Donald Trump a enfin compris, après plus de trois années de guerre en Ukraine, ce que tout observateur attentif savait depuis le début : Vladimir Poutine n’accepterait jamais de négocier avec Zelensky et n’envisagerait la fin de cette guerre qu’après la capitulation du pouvoir ukrainien et le retour de l’Ukraine dans le giron de l’empire russe. La reprise par les États-Unis de la fourniture d’armements et d’autres aides à ce pays est évidemment une bonne nouvelle et l’on comprend que le président ukrainien ait une fois encore chaudement remercié son homologue américain. L’OTAN, réanimé pour l’occasion, sera chargé de la livraison des armes américaines à l’Ukraine et à ses alliés européens.

À première vue ce retournement de la politique américaine, qui traduit l’échec complet des tentatives de Trump pour convaincre Poutine de négocier, pourrait laisser penser que nous sommes revenus à l’époque de la guerre froide. Face à un camp occidental rétabli et regroupé autour de l’OTAN, les trois puissances anciennement communistes, Russie, Corée de Nord et Chine, font bloc contre l’Occident, Beijing ayant déclaré clairement qu’il ne permettrait pas une défaite de la Russie. Xi Jinping a notamment affirmé que la Chine et la Russie doivent « renforcer leur soutien mutuel ». Cette déclaration signifie que désormais, la Chine s’engage ouvertement aux côtés de la Russie dans la guerre en Ukraine. Pourtant, la comparaison de la situation actuelle avec celle qui caractérisait le monde d’avant l’écroulement de l’Union soviétique est largement trompeuse. Aujourd’hui, la Russie se considère directement en guerre avec l’Occident et agit en conséquence. Le camp anti-occidental n’est plus une alliance de pays communistes tentant de résister à la domination de l’Occident, mais d’empires totalitaires unis pour détruire les régimes démocratiques et engagés directement contre eux. À la guerre froide a succédé un entre-deux plus dangereux encore dans la mesure où la Russie poutinienne, engagée totalement dans une guerre de longue durée en Europe, considère que l’existence d’une Ukraine indépendante, pointe avancée de l’Occident, constitue une menace existentielle pour elle tandis que les pays européens mobilisés pour sa défense voient dans l’agression russe une menace existentielle pour l’Europe démocratique. C’est désormais l’Europe elle-même qui est le champ de bataille principal.

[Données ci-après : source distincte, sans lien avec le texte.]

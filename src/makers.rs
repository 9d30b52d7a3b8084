//! Topology construction helpers.
//!
//! These build the common AS shapes directly into an emulator's registry:
//!
//! - **Stub AS**: one local network `net0`, one router `router0` on `net0`
//!   and on an exchange, and hosts `host0..hostN` on `net0`
//! - **Transit AS**: one router per exchange (`r{ix}`), chained by internal
//!   links `net_{a}_{b}` between consecutive exchanges

use crate::emulator::Emulator;
use crate::error::{EmuError, Result};

/// Add a stub AS with `hosts` hosts, attached to `exchange`.
pub fn make_stub_as(emu: &mut Emulator, asn: u32, exchange: u32, hosts: usize) -> Result<()> {
    let registry = emu.registry_mut()?;
    if !registry.has_exchange(exchange) {
        return Err(EmuError::unknown("internet exchange", exchange));
    }

    let asys = registry.create_autonomous_system(asn)?;
    asys.create_network("net0")?;
    asys.create_router("router0")?
        .join_network("net0")
        .join_exchange(exchange);
    for i in 0..hosts {
        asys.create_host(format!("host{}", i))?.join_network("net0");
    }

    log::debug!("Created stub AS{} on IX{} with {} hosts", asn, exchange, hosts);
    Ok(())
}

/// Add a transit AS present at every exchange in `exchanges`.
///
/// `links` lists pairs of exchanges whose routers get an internal network;
/// when empty, consecutive exchanges are chained.
pub fn make_transit_as(
    emu: &mut Emulator,
    asn: u32,
    exchanges: &[u32],
    links: &[(u32, u32)],
) -> Result<()> {
    let registry = emu.registry_mut()?;
    for exchange in exchanges {
        if !registry.has_exchange(*exchange) {
            return Err(EmuError::unknown("internet exchange", exchange));
        }
    }
    if exchanges.is_empty() {
        return Err(EmuError::InvalidTopology(format!(
            "transit AS{} needs at least one exchange",
            asn
        )));
    }

    let chain: Vec<(u32, u32)> = if links.is_empty() {
        exchanges.windows(2).map(|pair| (pair[0], pair[1])).collect()
    } else {
        links.to_vec()
    };
    for (a, b) in &chain {
        if !exchanges.contains(a) || !exchanges.contains(b) {
            return Err(EmuError::InvalidTopology(format!(
                "transit AS{} links IX{} and IX{}, but is not present at both",
                asn, a, b
            )));
        }
    }

    let asys = registry.create_autonomous_system(asn)?;
    for exchange in exchanges {
        asys.create_router(format!("r{}", exchange))?
            .join_exchange(*exchange);
    }
    for (a, b) in &chain {
        let name = format!("net_{}_{}", a, b);
        asys.create_network(name.as_str())?;
        for exchange in [a, b] {
            asys.node_mut(&format!("r{}", exchange))
                .ok_or_else(|| EmuError::unknown("node", format!("as{}_r{}", asn, exchange)))?
                .join_network(name.as_str());
        }
    }

    log::debug!(
        "Created transit AS{} at {} exchanges with {} internal links",
        asn,
        exchanges.len(),
        chain.len()
    );
    Ok(())
}

#[cfg(test)]
mod tests {
    use super::*;
    use crate::registry::NodeRole;

    fn with_exchanges(ids: &[u32]) -> Emulator {
        let mut emu = Emulator::new();
        for id in ids {
            emu.registry_mut().unwrap().create_internet_exchange(*id).unwrap();
        }
        emu
    }

    #[test]
    fn test_stub_as_shape() {
        let mut emu = with_exchanges(&[100]);
        make_stub_as(&mut emu, 99, 100, 2).unwrap();

        let asys = emu.registry().autonomous_system(99).unwrap();
        assert_eq!(asys.networks().len(), 1);
        assert_eq!(asys.routers().count(), 1);
        let hosts: Vec<&str> = asys.hosts().map(|h| h.name()).collect();
        assert_eq!(hosts, vec!["host0", "host1"]);
        assert_eq!(asys.node("router0").unwrap().interfaces().len(), 2);
    }

    #[test]
    fn test_stub_as_requires_exchange() {
        let mut emu = Emulator::new();
        assert!(make_stub_as(&mut emu, 5, 1, 0).is_err());
        assert!(!emu.registry().has_autonomous_system(5));
    }

    #[test]
    fn test_transit_as_chains_exchanges() {
        let mut emu = with_exchanges(&[1, 2, 3]);
        make_transit_as(&mut emu, 2, &[1, 2, 3], &[]).unwrap();

        let asys = emu.registry().autonomous_system(2).unwrap();
        assert_eq!(asys.routers().count(), 3);
        assert!(asys.nodes().iter().all(|n| n.role() == NodeRole::Router));
        let names: Vec<String> = asys.networks().iter().map(|n| n.name()).collect();
        assert_eq!(names, vec!["net_1_2", "net_2_3"]);
        assert_eq!(asys.node("r2").unwrap().interfaces().len(), 3);
    }

    #[test]
    fn test_transit_link_outside_presence_fails() {
        let mut emu = with_exchanges(&[1, 2]);
        assert!(make_transit_as(&mut emu, 7, &[1], &[(1, 2)]).is_err());
    }
}
//! IP address allocation and management module.
//!
//! This module handles address assignment for emulated networks: the
//! prefix type, the default address plan that maps AS numbers and exchange
//! IDs onto private ranges, and the per-network pools that hand out host
//! and router addresses.

pub mod allocator;
pub mod plan;
pub mod prefix;

// Re-export commonly used types
pub use allocator::AddressPool;
pub use prefix::Ipv4Prefix;
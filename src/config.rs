//! Scenario configuration.
//!
//! A scenario file describes a whole emulation in YAML: exchanges, the ASes
//! attached to them, which layers to install, eBGP peerings, an optional
//! Ethereum service and the bindings that place its virtual nodes.
//!
//! ```yaml
//! general:
//!   output: ./output
//!   log_level: info
//! exchanges:
//!   - id: 100
//!     display_name: New York-100
//! stub_ases:
//!   - { asn: 99, exchange: 100, hosts: 2 }
//! layers: [base, routing, ebgp, ibgp, ospf]
//! ebgp:
//!   rs_peers:
//!     - { exchange: 100, asns: [99] }
//! ```

use crate::compiler::StateDirPolicy;
use crate::layer::PeerRelationship;
use crate::service::ConsensusMechanism;
use serde::{Deserialize, Serialize};
use std::collections::BTreeSet;
use std::path::PathBuf;

#[derive(Debug, Clone, Serialize, Deserialize)]
pub struct Config {
    #[serde(default)]
    pub general: GeneralConfig,
    #[serde(default)]
    pub exchanges: Vec<ExchangeConfig>,
    #[serde(default)]
    pub stub_ases: Vec<StubAsConfig>,
    #[serde(default)]
    pub transit_ases: Vec<TransitAsConfig>,
    pub layers: Vec<LayerKind>,
    #[serde(default, skip_serializing_if = "Option::is_none")]
    pub ebgp: Option<EbgpConfig>,
    #[serde(default, skip_serializing_if = "Option::is_none")]
    pub ethereum: Option<EthereumConfig>,
    #[serde(default)]
    pub bindings: Vec<BindingConfig>,
}

#[derive(Debug, Clone, Serialize, Deserialize)]
pub struct GeneralConfig {
    #[serde(default = "default_output")]
    pub output: PathBuf,
    /// Replace an existing output directory
    #[serde(default, rename = "override")]
    pub override_existing: bool,
    #[serde(default, skip_serializing_if = "Option::is_none")]
    pub log_level: Option<String>,
    #[serde(default, skip_serializing_if = "Option::is_none")]
    pub base_image: Option<String>,
    #[serde(default)]
    pub state_policy: StateDirPolicy,
}

fn default_output() -> PathBuf {
    PathBuf::from("output")
}

impl Default for GeneralConfig {
    fn default() -> Self {
        GeneralConfig {
            output: default_output(),
            override_existing: false,
            log_level: Some("info".to_string()),
            base_image: None,
            state_policy: StateDirPolicy::Reuse,
        }
    }
}

#[derive(Debug, Clone, Serialize, Deserialize)]
pub struct ExchangeConfig {
    pub id: u32,
    #[serde(default, skip_serializing_if = "Option::is_none")]
    pub display_name: Option<String>,
}

#[derive(Debug, Clone, Serialize, Deserialize)]
pub struct StubAsConfig {
    pub asn: u32,
    pub exchange: u32,
    #[serde(default = "default_hosts")]
    pub hosts: usize,
}

fn default_hosts() -> usize {
    1
}

#[derive(Debug, Clone, Serialize, Deserialize)]
pub struct TransitAsConfig {
    pub asn: u32,
    pub exchanges: Vec<u32>,
    #[serde(default)]
    pub links: Vec<(u32, u32)>,
}

#[derive(Debug, Clone, Copy, PartialEq, Eq, PartialOrd, Ord, Serialize, Deserialize)]
#[serde(rename_all = "lowercase")]
pub enum LayerKind {
    Base,
    Routing,
    Ebgp,
    Ibgp,
    Ospf,
}

#[derive(Debug, Clone, Default, Serialize, Deserialize)]
pub struct EbgpConfig {
    #[serde(default)]
    pub rs_peers: Vec<RsPeersConfig>,
    #[serde(default)]
    pub private_peerings: Vec<PrivatePeeringConfig>,
}

#[derive(Debug, Clone, Serialize, Deserialize)]
pub struct RsPeersConfig {
    pub exchange: u32,
    pub asns: Vec<u32>,
}

#[derive(Debug, Clone, Serialize, Deserialize)]
pub struct PrivatePeeringConfig {
    pub exchange: u32,
    pub a: u32,
    pub b: u32,
    pub relationship: PeerRelationship,
}

#[derive(Debug, Clone, Serialize, Deserialize)]
pub struct EthereumConfig {
    #[serde(default)]
    pub consensus: ConsensusMechanism,
    #[serde(default)]
    pub save_state: bool,
    #[serde(default)]
    pub manual: bool,
    #[serde(default, skip_serializing_if = "Option::is_none")]
    pub chain_id: Option<u64>,
    pub servers: Vec<EthereumServerConfig>,
}

#[derive(Debug, Clone, Serialize, Deserialize)]
pub struct EthereumServerConfig {
    pub name: String,
    #[serde(default)]
    pub boot_node: bool,
    #[serde(default, skip_serializing_if = "Option::is_none")]
    pub accounts: Option<AccountsConfig>,
    #[serde(default)]
    pub unlock_accounts: bool,
    #[serde(default)]
    pub start_miner: bool,
    #[serde(default)]
    pub external_connection: bool,
    #[serde(default, skip_serializing_if = "Option::is_none")]
    pub display_name: Option<String>,
    #[serde(default)]
    pub port_forwarding: Vec<PortForwardConfig>,
}

#[derive(Debug, Clone, Serialize, Deserialize)]
pub struct AccountsConfig {
    /// Wei
    pub balance: u64,
    pub count: u32,
    pub password: String,
    #[serde(default, skip_serializing_if = "Option::is_none")]
    pub keystore_dir: Option<String>,
}

#[derive(Debug, Clone, Copy, Serialize, Deserialize)]
pub struct PortForwardConfig {
    pub host: u16,
    pub container: u16,
}

/// Filter fields are combined with AND; at least one is required.
#[derive(Debug, Clone, Default, Serialize, Deserialize)]
pub struct BindingConfig {
    pub virtual_node: String,
    #[serde(default, skip_serializing_if = "Option::is_none")]
    pub asn: Option<u32>,
    #[serde(default, skip_serializing_if = "Option::is_none")]
    pub node_name: Option<String>,
    #[serde(default, skip_serializing_if = "Option::is_none")]
    pub name_pattern: Option<String>,
    #[serde(default, skip_serializing_if = "Option::is_none")]
    pub role: Option<crate::registry::NodeRole>,
    #[serde(default)]
    pub broadcast: bool,
}

impl BindingConfig {
    fn has_filter(&self) -> bool {
        self.asn.is_some() || self.node_name.is_some() || self.name_pattern.is_some() || self.role.is_some()
    }
}

/// Configuration validation errors
#[derive(Debug, thiserror::Error)]
pub enum ValidationError {
    #[error("Invalid general configuration: {0}")]
    InvalidGeneral(String),
    #[error("Invalid topology configuration: {0}")]
    InvalidTopology(String),
    #[error("Invalid layer configuration: {0}")]
    InvalidLayers(String),
    #[error("Invalid service configuration: {0}")]
    InvalidService(String),
    #[error("Invalid binding configuration: {0}")]
    InvalidBinding(String),
}

impl Config {
    /// Check the scenario for problems that do not need rendering to find.
    pub fn validate(&self) -> Result<(), ValidationError> {
        if self.general.output.as_os_str().is_empty() {
            return Err(ValidationError::InvalidGeneral("output cannot be empty".to_string()));
        }

        let mut exchanges = BTreeSet::new();
        for ix in &self.exchanges {
            if ix.id == 0 {
                return Err(ValidationError::InvalidTopology("exchange id 0 is not allowed".to_string()));
            }
            if !exchanges.insert(ix.id) {
                return Err(ValidationError::InvalidTopology(format!("exchange {} defined twice", ix.id)));
            }
        }

        let mut asns = BTreeSet::new();
        for stub in &self.stub_ases {
            if !asns.insert(stub.asn) {
                return Err(ValidationError::InvalidTopology(format!("AS{} defined twice", stub.asn)));
            }
            if !exchanges.contains(&stub.exchange) {
                return Err(ValidationError::InvalidTopology(format!(
                    "AS{} joins undefined exchange {}",
                    stub.asn, stub.exchange
                )));
            }
        }
        for transit in &self.transit_ases {
            if !asns.insert(transit.asn) {
                return Err(ValidationError::InvalidTopology(format!("AS{} defined twice", transit.asn)));
            }
            if let Some(missing) = transit.exchanges.iter().find(|id| !exchanges.contains(*id)) {
                return Err(ValidationError::InvalidTopology(format!(
                    "AS{} joins undefined exchange {}",
                    transit.asn, missing
                )));
            }
        }

        if self.layers.is_empty() {
            return Err(ValidationError::InvalidLayers("at least one layer is required".to_string()));
        }
        let mut layers = BTreeSet::new();
        for layer in &self.layers {
            if !layers.insert(*layer) {
                return Err(ValidationError::InvalidLayers(format!("layer {:?} listed twice", layer)));
            }
        }
        if self.ebgp.is_some() && !layers.contains(&LayerKind::Ebgp) {
            return Err(ValidationError::InvalidLayers(
                "ebgp peerings are configured but the ebgp layer is not listed".to_string(),
            ));
        }

        let mut virtual_nodes = BTreeSet::new();
        if let Some(eth) = &self.ethereum {
            for server in &eth.servers {
                if server.name.is_empty() {
                    return Err(ValidationError::InvalidService("server name cannot be empty".to_string()));
                }
                if !virtual_nodes.insert(server.name.as_str()) {
                    return Err(ValidationError::InvalidService(format!(
                        "virtual node {} defined twice",
                        server.name
                    )));
                }
            }
        }

        for binding in &self.bindings {
            if !binding.has_filter() {
                return Err(ValidationError::InvalidBinding(format!(
                    "binding for {} has no filter field",
                    binding.virtual_node
                )));
            }
            if !virtual_nodes.contains(binding.virtual_node.as_str()) {
                return Err(ValidationError::InvalidBinding(format!(
                    "binding names undeclared virtual node {}",
                    binding.virtual_node
                )));
            }
        }

        Ok(())
    }
}
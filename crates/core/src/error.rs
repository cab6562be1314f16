use std::path::PathBuf;

/// Startup-fatal errors raised while resolving configuration or loading reference data.
///
/// Nothing in the per-request path returns these: an unknown symptom, an unknown diagnosis or a
/// cascade that finds no label are all ordinary outcomes, not errors.
#[derive(Debug, thiserror::Error)]
pub enum EngineError {
    #[error("invalid input: {0}")]
    InvalidInput(String),
    #[error("failed to read data file {path}: {source}", path = path.display())]
    FileRead {
        path: PathBuf,
        #[source]
        source: std::io::Error,
    },
    #[error("failed to parse JSON in {path}: {source}", path = path.display())]
    JsonParse {
        path: PathBuf,
        #[source]
        source: serde_json::Error,
    },
    #[error("failed to parse YAML in {path}: {source}", path = path.display())]
    YamlParse {
        path: PathBuf,
        #[source]
        source: serde_yaml::Error,
    },
    #[error("invalid text in {table}: {source}")]
    InvalidText {
        table: &'static str,
        #[source]
        source: medassist_types::TextError,
    },
    #[error("invalid classifier artifact: {0}")]
    InvalidModel(String),
    #[error("could not locate data directory: {0}")]
    DataDirNotFound(String),
}

pub type EngineResult<T> = std::result::Result<T, EngineError>;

Or, dans cette situation, l’Alliance atlantique n’est nullement aux yeux de Donald Trump ce qu’elle était au moment de sa création : l’organisation de la défense du monde libre. Les Etats-Unis, jadis le maillon fort de cette alliance, en sont devenus le maillon faible, laissant une Europe insuffisamment armée en première ligne contre la Russie et ses alliés. Le retournement effectué par Trump, quels qu’en soient les aspects positifs pour l’Ukraine, est en réalité très limité. En répétant indéfiniment que la guerre en Ukraine est « la guerre de Biden » et non la sienne et en affirmant que désormais les Etats-Unis ne paieront plus un dollar pour l’Ukraine mais vendraient à ce pays et à ses alliés européens, via l’OTAN, les armes que ces derniers leurs fourniraient, il ne se veut plus solidaire de ses alliés européens. Il ne considère pas que l’agression russe contre Ukraine constitue pour son pays une menace ni même que cette agression soit condamnable. Le « retournement » de Trump ne signifie donc aucunement qu’il entend soutenir l’Ukraine. L’Alliance Atlantique change donc de nature puisque la définition de l’adversaire n’est plus la même pour son membre le plus puissant et pour ses « alliés » engagés à défendre l’Ukraine. Ces derniers ne peuvent plus compter que sur eux-mêmes dans cette nouvelle guerre européenne, à l’inverse du temps où l’Amérique rooseveltienne décida de prendre la tête du combat contre l’agression totalitaire nazie. Plus largement, pour Trump, cette alliance atlantique n’est plus un regroupement de pays partageant les mêmes valeurs, ce qui est cohérent avec sa détestation de l’Union européenne. Malgré les flots d’encens que Mark Rutte, le secrétaire général de l’OTAN, ne cesse de déverser sur « papa » Trump, la définition même des objectifs de cette organisation devra par conséquent être revue.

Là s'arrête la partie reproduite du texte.